Extracted material:
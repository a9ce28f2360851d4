//! HTTP Handlers
//!
//! Form posts re-render their page with the error message and status on
//! failure, and redirect (303) on success.

use axum::extract::{Extension, Form, Query, State};
use axum::http::{StatusCode, header};
use axum::response::{IntoResponse, Redirect, Response};
use axum::Json;
use std::sync::Arc;

use platform::client::ClientIp;
use platform::cookie::{delete_cookie_header, set_cookie_header};
use platform::html::Page;
use platform::mail::Mailer;
use platform::turnstile::TurnstileVerifier;

use crate::application::config::AccountConfig;
use crate::application::forgot_password::RESET_LINK_SENT;
use crate::application::reset_password::RESET_SUCCESSFUL;
use crate::application::{
    ForgotPasswordUseCase, InstallUseCase, RegisterInput, RegisterUseCase, ResetPasswordInput,
    ResetPasswordUseCase, SettingsInput, SettingsUseCase, SignInInput, SignInUseCase,
    SignOutUseCase, VerifyEmailUseCase,
};
use crate::domain::entity::AuthenticatedUser;
use crate::domain::repository::AccountRepository;
use crate::error::{AccountError, AccountResult};
use crate::presentation::dto::{
    ForgotPasswordForm, LoginForm, LoginQuery, RegisterForm, ResetPasswordForm, SettingsForm,
    SettingsQuery, TokenQuery, login_redirect_url,
};
use crate::presentation::views::{self, LoginView, SettingsPageView};

pub const REGISTRATION_SUCCESSFUL: &str = "Registration successful! Please log in.";
pub const LOGIN_FAILED: &str = "Login failed. Please try again.";
pub const EMAIL_VERIFIED: &str = "Your email has been successfully verified!";

/// Shared state for account handlers
#[derive(Clone)]
pub struct AccountAppState<R, M>
where
    R: AccountRepository,
    M: Mailer + Clone + Sync + 'static,
{
    pub repo: Arc<R>,
    pub mailer: Arc<M>,
    /// `None` when Turnstile keys are not configured
    pub captcha: Option<Arc<TurnstileVerifier>>,
    pub config: Arc<AccountConfig>,
}

impl<R, M> AccountAppState<R, M>
where
    R: AccountRepository,
    M: Mailer + Clone + Sync + 'static,
{
    fn server_name(&self) -> &str {
        &self.config.server_name
    }

    fn turnstile_site_key(&self) -> Option<&str> {
        self.captcha.as_deref().map(TurnstileVerifier::site_key)
    }

    async fn check_captcha(&self, token: &str, client_ip: ClientIp) -> AccountResult<()> {
        match &self.captcha {
            Some(verifier) if !verifier.verify(token, client_ip.0).await => {
                Err(AccountError::CaptchaFailed)
            }
            _ => Ok(()),
        }
    }
}

/// Log the error and re-render the page with its public message
fn render_error(err: &AccountError, page: impl FnOnce(&str) -> Page) -> Response {
    err.log();
    (err.status_code(), page(&err.public_message())).into_response()
}

// ============================================================================
// Home / Install
// ============================================================================

/// GET /
pub async fn home<R, M>(State(state): State<AccountAppState<R, M>>) -> Page
where
    R: AccountRepository,
    M: Mailer + Clone + Sync + 'static,
{
    views::home(state.server_name())
}

/// GET /install
pub async fn install<R, M>(
    State(state): State<AccountAppState<R, M>>,
) -> AccountResult<impl IntoResponse>
where
    R: AccountRepository,
    M: Mailer + Clone + Sync + 'static,
{
    let output = InstallUseCase::new(state.repo.clone()).execute().await?;
    Ok(Json(output))
}

// ============================================================================
// Register
// ============================================================================

/// GET /account/register
pub async fn register_page<R, M>(State(state): State<AccountAppState<R, M>>) -> Page
where
    R: AccountRepository,
    M: Mailer + Clone + Sync + 'static,
{
    views::register(state.server_name(), None, state.turnstile_site_key())
}

/// POST /account/register
pub async fn register<R, M>(
    State(state): State<AccountAppState<R, M>>,
    client_ip: ClientIp,
    Form(form): Form<RegisterForm>,
) -> Response
where
    R: AccountRepository,
    M: Mailer + Clone + Sync + 'static,
{
    let server_name = state.server_name();
    let site_key = state.turnstile_site_key();

    if let Err(e) = state
        .check_captcha(&form.turnstile_response, client_ip)
        .await
    {
        return render_error(&e, |message| {
            views::register(server_name, Some(message), site_key)
        });
    }

    let result = RegisterUseCase::new(state.repo.clone(), state.config.clone())
        .execute(RegisterInput {
            user_name: form.username,
            password: form.password,
        })
        .await;

    match result {
        Ok(output) => Redirect::to(&login_redirect_url(
            REGISTRATION_SUCCESSFUL,
            Some(&output.user_name),
        ))
        .into_response(),
        Err(e) => render_error(&e, |message| {
            views::register(server_name, Some(message), site_key)
        }),
    }
}

// ============================================================================
// Login / Logout
// ============================================================================

/// GET /account/login
pub async fn login_page<R, M>(
    State(state): State<AccountAppState<R, M>>,
    Query(query): Query<LoginQuery>,
) -> Page
where
    R: AccountRepository,
    M: Mailer + Clone + Sync + 'static,
{
    views::login(LoginView {
        server_name: state.server_name(),
        success: query.success.as_deref(),
        error: query.error.as_deref(),
        identifier: query.identifier.as_deref().unwrap_or(""),
        show_register_link: false,
        turnstile_site_key: state.turnstile_site_key(),
    })
}

/// POST /account/login
pub async fn login<R, M>(
    State(state): State<AccountAppState<R, M>>,
    client_ip: ClientIp,
    Form(form): Form<LoginForm>,
) -> Response
where
    R: AccountRepository,
    M: Mailer + Clone + Sync + 'static,
{
    let remember_me = form.remember_me();
    let identifier = form.identifier.clone();

    let result = match state
        .check_captcha(&form.turnstile_response, client_ip)
        .await
    {
        Ok(()) => {
            SignInUseCase::new(state.repo.clone(), state.repo.clone(), state.config.clone())
                .execute(SignInInput {
                    identifier: form.identifier,
                    password: form.password,
                    remember_me,
                })
                .await
        }
        Err(e) => Err(e),
    };

    let output = match result {
        Ok(output) => output,
        Err(e) => {
            let show_register_link = matches!(e, AccountError::UserNotFound);
            let public = if e.is_server_error() {
                LOGIN_FAILED.to_string()
            } else {
                e.public_message()
            };
            e.log();

            let page = views::login(LoginView {
                server_name: state.server_name(),
                success: None,
                error: Some(&public),
                identifier: &identifier,
                show_register_link,
                turnstile_site_key: state.turnstile_site_key(),
            });
            return (e.status_code(), page).into_response();
        }
    };

    // Max-Age must match the session row
    let cookie = state.config.session_cookie(output.remember_me);
    match set_cookie_header(&cookie, &output.session_token) {
        Some(value) => (
            [(header::SET_COOKIE, value)],
            Redirect::to("/account/setting"),
        )
            .into_response(),
        None => AccountError::Internal("session cookie is not a valid header".to_string())
            .into_response(),
    }
}

/// GET|POST /account/logout
pub async fn logout<R, M>(
    State(state): State<AccountAppState<R, M>>,
    Extension(viewer): Extension<AuthenticatedUser>,
) -> AccountResult<Response>
where
    R: AccountRepository,
    M: Mailer + Clone + Sync + 'static,
{
    SignOutUseCase::new(state.repo.clone())
        .execute(&viewer.session.session_id)
        .await?;

    let page = views::logout_success(state.server_name());
    Ok(match delete_cookie_header(&state.config.cookie()) {
        Some(value) => ([(header::SET_COOKIE, value)], page).into_response(),
        None => page.into_response(),
    })
}

// ============================================================================
// Settings
// ============================================================================

/// GET /account/setting
pub async fn settings_page<R, M>(
    State(state): State<AccountAppState<R, M>>,
    Extension(viewer): Extension<AuthenticatedUser>,
    Query(query): Query<SettingsQuery>,
) -> AccountResult<Page>
where
    R: AccountRepository,
    M: Mailer + Clone + Sync + 'static,
{
    let view = settings_use_case(&state).load(&viewer).await?;

    Ok(views::settings(SettingsPageView {
        server_name: state.server_name(),
        user_name: view.user.user_name.original(),
        email: view.user.email.as_ref().map(|e| e.as_str()).unwrap_or(""),
        email_verified: view.user.email_verified,
        group_display_name: &view.group.display_name,
        nickname: view.details.nickname.as_deref().unwrap_or(""),
        phone: view.details.phone.as_deref().unwrap_or(""),
        is_administrator: view.group.is_administrator(),
        success: query.success_message(),
        error: query.error.as_deref(),
    }))
}

/// POST /account/setting
pub async fn update_settings<R, M>(
    State(state): State<AccountAppState<R, M>>,
    Extension(viewer): Extension<AuthenticatedUser>,
    Form(form): Form<SettingsForm>,
) -> Response
where
    R: AccountRepository,
    M: Mailer + Clone + Sync + 'static,
{
    let input = SettingsInput {
        user_name: form.username.clone(),
        email: form.email.clone(),
        nickname: form.nickname.clone(),
        phone: form.phone.clone(),
    };

    match settings_use_case(&state).update(&viewer, input).await {
        Ok(outcome) => Redirect::to(&format!(
            "/account/setting?success={}",
            outcome.query_value()
        ))
        .into_response(),
        Err(e) => render_error(&e, |message| {
            views::settings(SettingsPageView {
                server_name: state.server_name(),
                user_name: &form.username,
                email: &form.email,
                email_verified: viewer.user.email_verified,
                group_display_name: &viewer.group.display_name,
                nickname: &form.nickname,
                phone: &form.phone,
                is_administrator: viewer.is_administrator(),
                success: None,
                error: Some(message),
            })
        }),
    }
}

fn settings_use_case<R, M>(state: &AccountAppState<R, M>) -> SettingsUseCase<R, R, R, M>
where
    R: AccountRepository,
    M: Mailer + Clone + Sync + 'static,
{
    SettingsUseCase::new(
        state.repo.clone(),
        state.repo.clone(),
        state.repo.clone(),
        state.mailer.clone(),
        state.config.clone(),
    )
}

// ============================================================================
// Mailed links
// ============================================================================

/// GET /account/verify-email
///
/// Link outcomes render with 200; only server failures change the status.
pub async fn verify_email<R, M>(
    State(state): State<AccountAppState<R, M>>,
    Query(query): Query<TokenQuery>,
) -> Response
where
    R: AccountRepository,
    M: Mailer + Clone + Sync + 'static,
{
    let use_case = VerifyEmailUseCase::new(state.repo.clone(), state.repo.clone());

    match use_case.execute(query.token.as_deref()).await {
        Ok(_) => views::verify_email(state.server_name(), Ok(EMAIL_VERIFIED)).into_response(),
        Err(e) => {
            e.log();
            let status = if e.is_server_error() {
                e.status_code()
            } else {
                StatusCode::OK
            };
            let page = views::verify_email(state.server_name(), Err(&e.public_message()));
            (status, page).into_response()
        }
    }
}

/// GET /account/forgot-password
pub async fn forgot_password_page<R, M>(State(state): State<AccountAppState<R, M>>) -> Page
where
    R: AccountRepository,
    M: Mailer + Clone + Sync + 'static,
{
    views::forgot_password(state.server_name(), None, None)
}

/// POST /account/forgot-password
pub async fn forgot_password<R, M>(
    State(state): State<AccountAppState<R, M>>,
    Form(form): Form<ForgotPasswordForm>,
) -> Response
where
    R: AccountRepository,
    M: Mailer + Clone + Sync + 'static,
{
    let use_case = ForgotPasswordUseCase::new(
        state.repo.clone(),
        state.repo.clone(),
        state.mailer.clone(),
        state.config.clone(),
    );

    match use_case.execute(&form.identifier).await {
        Ok(()) => {
            views::forgot_password(state.server_name(), Some(RESET_LINK_SENT), None).into_response()
        }
        Err(e) => render_error(&e, |message| {
            views::forgot_password(state.server_name(), None, Some(message))
        }),
    }
}

/// GET /account/reset-password
pub async fn reset_password_page<R, M>(
    State(state): State<AccountAppState<R, M>>,
    Query(query): Query<TokenQuery>,
) -> Response
where
    R: AccountRepository,
    M: Mailer + Clone + Sync + 'static,
{
    match reset_password_use_case(&state)
        .validate(query.token.as_deref())
        .await
    {
        Ok(_) => {
            let token = query.token.as_deref().map(str::trim);
            views::reset_password(state.server_name(), token, None).into_response()
        }
        Err(e) => render_error(&e, |message| {
            views::reset_password(state.server_name(), None, Some(message))
        }),
    }
}

/// POST /account/reset-password
pub async fn reset_password<R, M>(
    State(state): State<AccountAppState<R, M>>,
    Form(form): Form<ResetPasswordForm>,
) -> Response
where
    R: AccountRepository,
    M: Mailer + Clone + Sync + 'static,
{
    let token = form.token.clone();
    let input = ResetPasswordInput {
        token: form.token,
        password: form.password,
        confirm_password: form.confirm_password,
    };

    match reset_password_use_case(&state).execute(input).await {
        Ok(()) => Redirect::to(&login_redirect_url(RESET_SUCCESSFUL, None)).into_response(),
        Err(e) => {
            // A dead link cannot be retried, so the form is dropped
            let keep_form = !matches!(
                e,
                AccountError::TokenMissing(_)
                    | AccountError::TokenInvalid(_)
                    | AccountError::TokenExpired(_)
            ) && !token.trim().is_empty();

            render_error(&e, |message| {
                views::reset_password(
                    state.server_name(),
                    keep_form.then_some(token.as_str()),
                    Some(message),
                )
            })
        }
    }
}

fn reset_password_use_case<R, M>(state: &AccountAppState<R, M>) -> ResetPasswordUseCase<R, R, R>
where
    R: AccountRepository,
    M: Mailer + Clone + Sync + 'static,
{
    ResetPasswordUseCase::new(
        state.repo.clone(),
        state.repo.clone(),
        state.repo.clone(),
        state.config.clone(),
    )
}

What you will do: Copy the material above word for word, taking the first line, the line containing "use axum::Json;", and every line between them, and nothing else.

Exercise output:
repository a9ce28f2360851d4
//! HTTP Handlers
//!
//! Form posts re-render their page with the error message and status on
//! failure, and redirect (303) on success.

use axum::extract::{Extension, Form, Query, State};
use axum::http::{StatusCode, header};
use axum::response::{IntoResponse, Redirect, Response};
use axum::Json;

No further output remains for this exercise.